(ASSIGNMENT): Word for word, return the lines from the start of the entries below through the line that has "storage error with automatic location tracking.".

----

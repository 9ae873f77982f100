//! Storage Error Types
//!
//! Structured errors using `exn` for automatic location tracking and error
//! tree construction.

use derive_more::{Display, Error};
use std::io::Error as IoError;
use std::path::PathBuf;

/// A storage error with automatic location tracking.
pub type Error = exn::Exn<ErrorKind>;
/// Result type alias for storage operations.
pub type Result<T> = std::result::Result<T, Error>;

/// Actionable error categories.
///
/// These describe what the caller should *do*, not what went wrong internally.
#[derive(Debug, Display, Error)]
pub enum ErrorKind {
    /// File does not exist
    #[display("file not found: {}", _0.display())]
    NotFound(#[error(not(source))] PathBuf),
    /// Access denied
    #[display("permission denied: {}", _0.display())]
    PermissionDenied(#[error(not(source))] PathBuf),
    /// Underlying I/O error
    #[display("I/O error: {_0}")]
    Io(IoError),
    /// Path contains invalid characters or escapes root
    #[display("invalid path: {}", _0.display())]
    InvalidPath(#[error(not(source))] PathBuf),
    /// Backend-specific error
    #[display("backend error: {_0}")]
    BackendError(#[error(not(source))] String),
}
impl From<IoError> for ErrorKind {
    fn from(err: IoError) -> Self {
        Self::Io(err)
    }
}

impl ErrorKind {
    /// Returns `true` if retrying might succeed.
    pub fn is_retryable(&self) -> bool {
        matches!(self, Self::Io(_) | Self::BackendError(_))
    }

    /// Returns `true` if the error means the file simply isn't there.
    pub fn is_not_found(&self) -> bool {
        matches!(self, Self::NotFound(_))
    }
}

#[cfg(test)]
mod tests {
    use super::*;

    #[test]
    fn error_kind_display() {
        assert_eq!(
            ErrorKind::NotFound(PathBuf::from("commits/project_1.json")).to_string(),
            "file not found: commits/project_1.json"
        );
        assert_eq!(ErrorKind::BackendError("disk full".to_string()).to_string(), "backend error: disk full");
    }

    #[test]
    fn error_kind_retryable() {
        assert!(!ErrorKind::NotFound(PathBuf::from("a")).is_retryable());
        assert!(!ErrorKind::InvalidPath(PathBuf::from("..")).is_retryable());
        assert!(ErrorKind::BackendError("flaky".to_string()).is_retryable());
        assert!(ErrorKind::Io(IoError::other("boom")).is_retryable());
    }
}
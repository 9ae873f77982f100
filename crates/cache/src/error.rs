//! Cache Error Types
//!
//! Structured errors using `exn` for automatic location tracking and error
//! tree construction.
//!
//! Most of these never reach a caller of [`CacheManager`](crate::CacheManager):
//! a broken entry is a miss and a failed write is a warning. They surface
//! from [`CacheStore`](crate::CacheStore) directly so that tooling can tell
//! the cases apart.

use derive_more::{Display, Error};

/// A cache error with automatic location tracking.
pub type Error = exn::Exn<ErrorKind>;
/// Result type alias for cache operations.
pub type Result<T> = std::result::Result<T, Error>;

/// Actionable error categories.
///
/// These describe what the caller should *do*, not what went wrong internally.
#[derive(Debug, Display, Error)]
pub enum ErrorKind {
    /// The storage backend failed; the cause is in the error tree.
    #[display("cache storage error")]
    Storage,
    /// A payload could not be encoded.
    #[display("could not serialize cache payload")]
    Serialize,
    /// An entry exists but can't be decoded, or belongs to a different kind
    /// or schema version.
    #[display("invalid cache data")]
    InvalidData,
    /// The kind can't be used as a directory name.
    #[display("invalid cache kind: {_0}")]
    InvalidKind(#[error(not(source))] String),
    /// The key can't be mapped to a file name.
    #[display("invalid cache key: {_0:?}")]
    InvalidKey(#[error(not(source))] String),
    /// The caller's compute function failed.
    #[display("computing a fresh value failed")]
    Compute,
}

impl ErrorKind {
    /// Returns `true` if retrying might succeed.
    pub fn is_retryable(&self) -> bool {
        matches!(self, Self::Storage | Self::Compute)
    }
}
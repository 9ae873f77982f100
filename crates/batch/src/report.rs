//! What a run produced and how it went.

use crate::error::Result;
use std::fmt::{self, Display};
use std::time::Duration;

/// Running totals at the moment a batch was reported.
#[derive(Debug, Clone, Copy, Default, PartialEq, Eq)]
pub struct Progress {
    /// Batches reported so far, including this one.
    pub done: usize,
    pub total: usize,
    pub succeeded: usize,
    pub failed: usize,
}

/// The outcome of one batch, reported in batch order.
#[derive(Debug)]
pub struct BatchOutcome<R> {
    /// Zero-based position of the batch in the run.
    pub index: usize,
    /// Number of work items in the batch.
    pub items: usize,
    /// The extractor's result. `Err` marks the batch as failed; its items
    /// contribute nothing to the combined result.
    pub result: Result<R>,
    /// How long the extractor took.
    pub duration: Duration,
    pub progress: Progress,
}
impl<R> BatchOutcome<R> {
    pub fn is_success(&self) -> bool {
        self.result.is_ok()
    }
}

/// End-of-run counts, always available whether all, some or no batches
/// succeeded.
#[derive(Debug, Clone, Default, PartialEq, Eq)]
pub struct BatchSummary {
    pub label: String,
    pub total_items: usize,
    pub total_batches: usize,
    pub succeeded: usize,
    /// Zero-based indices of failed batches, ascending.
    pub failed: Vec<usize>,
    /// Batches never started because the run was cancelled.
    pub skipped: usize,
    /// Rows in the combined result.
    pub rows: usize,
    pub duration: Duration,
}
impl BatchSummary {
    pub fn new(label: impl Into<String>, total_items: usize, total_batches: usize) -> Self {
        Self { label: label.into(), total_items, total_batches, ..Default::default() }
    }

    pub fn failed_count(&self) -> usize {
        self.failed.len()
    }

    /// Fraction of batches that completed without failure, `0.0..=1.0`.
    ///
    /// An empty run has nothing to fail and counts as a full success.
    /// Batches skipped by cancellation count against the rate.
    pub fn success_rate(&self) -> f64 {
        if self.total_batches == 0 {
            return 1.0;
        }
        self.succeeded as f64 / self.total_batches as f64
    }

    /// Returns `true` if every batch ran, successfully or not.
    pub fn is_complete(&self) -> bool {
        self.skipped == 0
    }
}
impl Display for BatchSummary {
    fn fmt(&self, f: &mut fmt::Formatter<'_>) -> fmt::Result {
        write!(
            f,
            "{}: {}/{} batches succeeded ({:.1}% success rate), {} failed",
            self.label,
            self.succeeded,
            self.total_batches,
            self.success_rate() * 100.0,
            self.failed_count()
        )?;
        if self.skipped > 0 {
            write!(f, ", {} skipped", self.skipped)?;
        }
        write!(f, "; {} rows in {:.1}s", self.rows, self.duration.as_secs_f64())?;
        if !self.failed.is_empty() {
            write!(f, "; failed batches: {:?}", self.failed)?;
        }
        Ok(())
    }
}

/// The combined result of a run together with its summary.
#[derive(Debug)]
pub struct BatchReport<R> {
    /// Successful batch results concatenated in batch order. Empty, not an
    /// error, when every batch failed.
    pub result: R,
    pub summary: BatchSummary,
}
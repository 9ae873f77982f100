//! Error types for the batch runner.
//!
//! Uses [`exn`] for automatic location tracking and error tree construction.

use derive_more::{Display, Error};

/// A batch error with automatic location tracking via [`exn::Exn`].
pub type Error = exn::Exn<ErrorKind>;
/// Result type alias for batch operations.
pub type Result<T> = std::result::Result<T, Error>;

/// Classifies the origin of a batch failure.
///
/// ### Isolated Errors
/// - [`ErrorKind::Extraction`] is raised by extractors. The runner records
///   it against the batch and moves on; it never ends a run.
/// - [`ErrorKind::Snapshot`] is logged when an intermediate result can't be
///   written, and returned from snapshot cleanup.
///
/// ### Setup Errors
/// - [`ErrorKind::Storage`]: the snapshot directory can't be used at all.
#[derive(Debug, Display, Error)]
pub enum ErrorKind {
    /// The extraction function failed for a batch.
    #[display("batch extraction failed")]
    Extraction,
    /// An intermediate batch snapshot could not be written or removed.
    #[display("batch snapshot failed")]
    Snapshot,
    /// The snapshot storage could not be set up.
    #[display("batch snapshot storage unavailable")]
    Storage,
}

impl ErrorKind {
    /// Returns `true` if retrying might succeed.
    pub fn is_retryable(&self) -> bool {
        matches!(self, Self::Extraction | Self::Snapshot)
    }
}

----

(ANSWER AREA):
repository 9ae873f77982f100
//! Storage Error Types
//!
//! Structured errors using `exn` for automatic location tracking and error
//! tree construction.

use derive_more::{Display, Error};
use std::io::Error as IoError;
use std::path::PathBuf;

/// A storage error with automatic location tracking.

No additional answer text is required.